Claude Cowork analysis & Apple picks Gemini

The episode discusses Anthropic’s new Claude Co-work feature, highlighting its potential to make AI-powered productivity tools more accessible to non-technical users, while cautioning about reliability and security risks. The panel also analyzes Apple’s decision to use Google’s Gemini AI for Siri, noting the trade-offs between on-device privacy and cloud-based performance, and predicts a surge in creative projects as AI democratizes software development.

The 90th episode of “Mixture of Experts” brings together a panel of AI industry veterans—Vulkmar Ulig, Olivia Bjek, and Mihi Cre—to discuss recent developments in artificial intelligence. The episode opens with a focus on Anthropic’s new Claude Co-work feature, which expands the capabilities of Claude Code beyond programming to general productivity tasks like document generation and file organization. The panelists agree that this move makes powerful AI tools more accessible to non-technical users, removing the need for command-line expertise and complex setup. However, they also note that while the user experience is smoother, there are still rough edges and limitations, especially for users unfamiliar with AI’s quirks and potential errors.

A key point of discussion is the trust and reliability of agentic AI systems for everyday users. While developers are accustomed to “babysitting” AI and correcting its mistakes, the average user may not notice subtle errors or odd behaviors, such as misplaced files or lost metadata. The panelists share personal anecdotes, like using Claude Co-work to organize massive downloads folders, highlighting both the impressive automation and the need for vigilance. They caution that while these tools are useful, they are not yet foolproof, and users must be aware of the risks, such as accidental data loss or security vulnerabilities.

The conversation then shifts to the broader implications of integrating AI agents into operating systems and applications. Vulkmar draws a parallel to the evolution of self-driving cars, suggesting that consumers are willing to accept imperfect automation as long as it provides utility. He predicts a future where AI-driven interfaces replace traditional app icons, with operating system vendors being pushed to integrate AI agents (like MCP servers) into all applications. The panelists agree that while this trend is accelerating in the consumer space, enterprise adoption will require much higher reliability and security standards.

The episode also covers the significant news that Apple has chosen Google’s Gemini AI models for the next generation of Siri, moving away from previous plans to use OpenAI. The panelists are not surprised, given Siri’s lagging performance and Apple’s close relationship with Google. They discuss the technical and economic challenges of running advanced AI models on-device versus in the cloud, noting that while Apple has made strides in edge AI for privacy, current hardware and model limitations make cloud-based solutions more practical for complex tasks. The panelists express some disappointment that Apple is prioritizing business deals over engineering innovation, especially given Apple’s potential to lead in on-device AI.

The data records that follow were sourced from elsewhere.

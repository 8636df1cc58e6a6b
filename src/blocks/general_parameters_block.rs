//! General Parameters Block (GenParams) - cable, fiber and operator details.

use crate::{
    Result,
    blocks::common::{BlockBuilder, BlockParse, BlockWrite, ByteCursor},
};
use alloc::string::String;

/// Descriptive information about the fiber under test.
#[derive(Debug, Clone, PartialEq, Eq)]
#[cfg_attr(feature = "serde", derive(serde::Serialize, serde::Deserialize))]
pub struct GeneralParametersBlock {
    /// Two-letter language code, e.g. `"EN"`.
    pub language_code: String,
    pub cable_id: String,
    pub fiber_id: String,
    /// ITU-T fiber type number, e.g. 652.
    pub fiber_type: i16,
    /// Nominal wavelength in nm.
    pub nominal_wavelength: i16,
    pub originating_location: String,
    pub terminating_location: String,
    pub cable_code: String,
    /// `"BC"` (as-built), `"RC"` (as-repaired), `"OT"` (other) or `"CC"` (current).
    pub current_data_flag: String,
    /// Offset from the front panel to the launch connector, in 100 ps units.
    pub user_offset: i32,
    /// The same offset expressed as a distance.
    pub user_offset_distance: i32,
    pub operator: String,
    pub comment: String,
}

impl BlockParse for GeneralParametersBlock {
    const ID: &'static str = "GenParams";

    fn parse_body(cursor: &mut ByteCursor<'_>) -> Result<Self> {
        Ok(Self {
            language_code: cursor.read_fixed_str(2)?,
            cable_id: cursor.read_nul_str()?,
            fiber_id: cursor.read_nul_str()?,
            fiber_type: cursor.read_i16()?,
            nominal_wavelength: cursor.read_i16()?,
            originating_location: cursor.read_nul_str()?,
            terminating_location: cursor.read_nul_str()?,
            cable_code: cursor.read_nul_str()?,
            current_data_flag: cursor.read_fixed_str(2)?,
            user_offset: cursor.read_i32()?,
            user_offset_distance: cursor.read_i32()?,
            operator: cursor.read_nul_str()?,
            comment: cursor.read_nul_str()?,
        })
    }
}

impl BlockWrite for GeneralParametersBlock {
    const ID: &'static str = "GenParams";

    fn write_body(&self, builder: &mut BlockBuilder) -> Result<()> {
        builder.write_fixed_str("language_code", &self.language_code, 2)?;
        builder.write_nul_str("cable_id", &self.cable_id)?;
        builder.write_nul_str("fiber_id", &self.fiber_id)?;
        builder.write_i16(self.fiber_type);
        builder.write_i16(self.nominal_wavelength);
        builder.write_nul_str("originating_location", &self.originating_location)?;
        builder.write_nul_str("terminating_location", &self.terminating_location)?;
        builder.write_nul_str("cable_code", &self.cable_code)?;
        builder.write_fixed_str("current_data_flag", &self.current_data_flag, 2)?;
        builder.write_i32(self.user_offset);
        builder.write_i32(self.user_offset_distance);
        builder.write_nul_str("operator", &self.operator)?;
        builder.write_nul_str("comment", &self.comment)?;
        Ok(())
    }
}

Finally, the show touches on the cultural impact of AI coding tools, referencing Linus Torvalds’ recent use of AI agents for a personal project. The panelists observe that AI is democratizing software development, enabling even non-coders to build applications and small businesses. While these tools are not yet suitable for large-scale, secure, or highly maintainable software, they dramatically lower the barrier to experimentation and product-market fit. The hosts predict a surge in creative, small-scale projects, likening the current moment to the early days of the web, while cautioning that security and quality will remain challenges as adoption spreads.